Required work — Your answer must be every line of the data that holds the string "source".
Top of Exercise inputs
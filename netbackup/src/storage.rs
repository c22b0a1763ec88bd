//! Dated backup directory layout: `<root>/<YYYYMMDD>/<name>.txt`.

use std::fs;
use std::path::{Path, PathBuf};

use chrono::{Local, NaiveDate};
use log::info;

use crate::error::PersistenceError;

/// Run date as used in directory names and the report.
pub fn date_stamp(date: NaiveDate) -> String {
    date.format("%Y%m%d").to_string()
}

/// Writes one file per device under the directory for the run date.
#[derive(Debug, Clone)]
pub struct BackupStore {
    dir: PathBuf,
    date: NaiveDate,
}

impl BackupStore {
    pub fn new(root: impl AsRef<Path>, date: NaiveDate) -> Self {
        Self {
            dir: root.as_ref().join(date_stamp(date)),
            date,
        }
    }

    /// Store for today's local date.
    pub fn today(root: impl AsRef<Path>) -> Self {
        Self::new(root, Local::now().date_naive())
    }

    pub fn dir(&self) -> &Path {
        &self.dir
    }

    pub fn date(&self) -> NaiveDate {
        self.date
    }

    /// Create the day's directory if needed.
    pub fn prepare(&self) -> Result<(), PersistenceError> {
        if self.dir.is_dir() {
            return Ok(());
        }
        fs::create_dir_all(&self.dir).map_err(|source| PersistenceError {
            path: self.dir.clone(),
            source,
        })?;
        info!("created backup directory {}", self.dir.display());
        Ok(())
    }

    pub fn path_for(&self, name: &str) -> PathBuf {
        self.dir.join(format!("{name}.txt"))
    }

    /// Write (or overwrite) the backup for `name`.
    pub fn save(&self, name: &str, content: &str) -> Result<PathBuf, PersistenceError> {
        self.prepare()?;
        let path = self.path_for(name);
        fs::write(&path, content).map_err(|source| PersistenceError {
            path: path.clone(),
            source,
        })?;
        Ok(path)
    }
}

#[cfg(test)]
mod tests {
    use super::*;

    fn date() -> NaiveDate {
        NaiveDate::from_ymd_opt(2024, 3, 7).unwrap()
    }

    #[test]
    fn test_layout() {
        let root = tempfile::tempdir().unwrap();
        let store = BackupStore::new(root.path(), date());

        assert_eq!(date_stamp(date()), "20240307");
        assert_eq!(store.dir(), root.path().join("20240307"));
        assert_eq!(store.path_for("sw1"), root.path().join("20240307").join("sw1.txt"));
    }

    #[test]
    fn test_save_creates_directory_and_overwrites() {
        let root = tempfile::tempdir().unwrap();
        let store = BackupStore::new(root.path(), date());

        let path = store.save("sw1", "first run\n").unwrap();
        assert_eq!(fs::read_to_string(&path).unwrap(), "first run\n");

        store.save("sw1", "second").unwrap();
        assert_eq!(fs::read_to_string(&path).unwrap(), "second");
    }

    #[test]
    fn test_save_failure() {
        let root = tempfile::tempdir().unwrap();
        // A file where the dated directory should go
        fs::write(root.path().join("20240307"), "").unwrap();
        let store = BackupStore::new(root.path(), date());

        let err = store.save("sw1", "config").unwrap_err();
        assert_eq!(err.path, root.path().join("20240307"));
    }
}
Bottom of Exercise inputs
Output below —
        fs::create_dir_all(&self.dir).map_err(|source| PersistenceError {
            source,
        fs::write(&path, content).map_err(|source| PersistenceError {
            source,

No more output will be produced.